The first generation response by small to medium sized business to this challenge was to build websites and/or e-commerce portals. However, we believe firmly that the always-on conditions of the information-based business world of the mid-2000’s will require that most business organizations and independent professionals migrate to dynamic, regularly updated sites that both professional portfolios of expertise and influence and make it easier to connect and build relationships.
John Battelle, an influential tech and business journalist, recently wrote an article for Business 2.0 titled “Why Blogs Mean Business”. In the article he outlines the various initiatives underway to make blogs more accessible, more easy to use, and more useful for business purposes in the online, interconnected information/knowledge environment in which all future business activities will unfold.
From the article:
“So here’s my prediction. Blogs will soon become a staple in the information diet of every serious businessperson, not because it’s cool to read them, but because those who don’t will fail. In short, blogs offer an accelerated and efficient approach to acquiring and understanding the kind of information all of us need to make business decisions.”

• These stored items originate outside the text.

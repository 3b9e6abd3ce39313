use std::net::SocketAddr;

use driver::RedisClient;

use crate::config::{Config, ROUTES_KEY};

use super::store::{FlightStore, StoreError};

/// Flight store backed by a hash on the key-value server.
///
/// Every flight is one field of the `routes` hash whose value is the JSON
/// document of the flight.
pub struct RedisStore {
    client: RedisClient,
    key: String,
}

impl RedisStore {
    /// Connects to the server named by `config` and checks it answers.
    pub fn connect(config: &Config) -> Result<Self, StoreError> {
        let client = RedisClient::connect_to(&config.host, config.port)?;
        Self::with_client(client)
    }

    /// Wraps an already connected client.
    pub fn with_client(mut client: RedisClient) -> Result<Self, StoreError> {
        client.ping()?;
        Ok(Self {
            client,
            key: ROUTES_KEY.to_string(),
        })
    }

    /// Uses another hash than `routes`, e.g. to keep test data apart.
    pub fn with_key(mut self, key: &str) -> Self {
        self.key = key.to_string();
        self
    }

    pub fn addr(&self) -> SocketAddr {
        self.client.addr()
    }
}

impl FlightStore for RedisStore {
    fn get(&mut self, number: &str) -> Result<Option<String>, StoreError> {
        Ok(self.client.hget(&self.key, number)?)
    }

    fn get_all(&mut self) -> Result<Vec<(String, String)>, StoreError> {
        Ok(self.client.hgetall(&self.key)?)
    }

    fn put(&mut self, number: &str, document: &str) -> Result<(), StoreError> {
        self.client.hset(&self.key, number, document)?;
        Ok(())
    }
}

Business professionals, and their clients and partners, increasingly need to cope effectively with an ongoing torrent of information. The appetite for high-end, customized business information – the type of information that helps people become and remain more influential, make decisions and connect with each other to start practical relationships – has to date created a $15 billion market in professional publishing in the US alone. Blogging is extending and re-shaping this market.
QuickDraft is a tool and application that allows knowledge professionals to extract valuable pieces of information micro-content from the ongoing flow, and then reassemble and redistribute those pieces for specific uses – my content, my way, for my and my clients’ purposes. Steve Gillmor of eWeek, in an article titled No Free Lunch, Microsoft Fumbles …Living in a MicroContent World, recently stated “In today’s and tomorrow’s interconnected world, managing the real-time flow of information becomes Job One, followed closely by archiving and publishing snapshots of the data as "documents"–
- Steve Gillmor, No Free Lunch, Microsoft Fumbles … “Living in a Microcontent World.”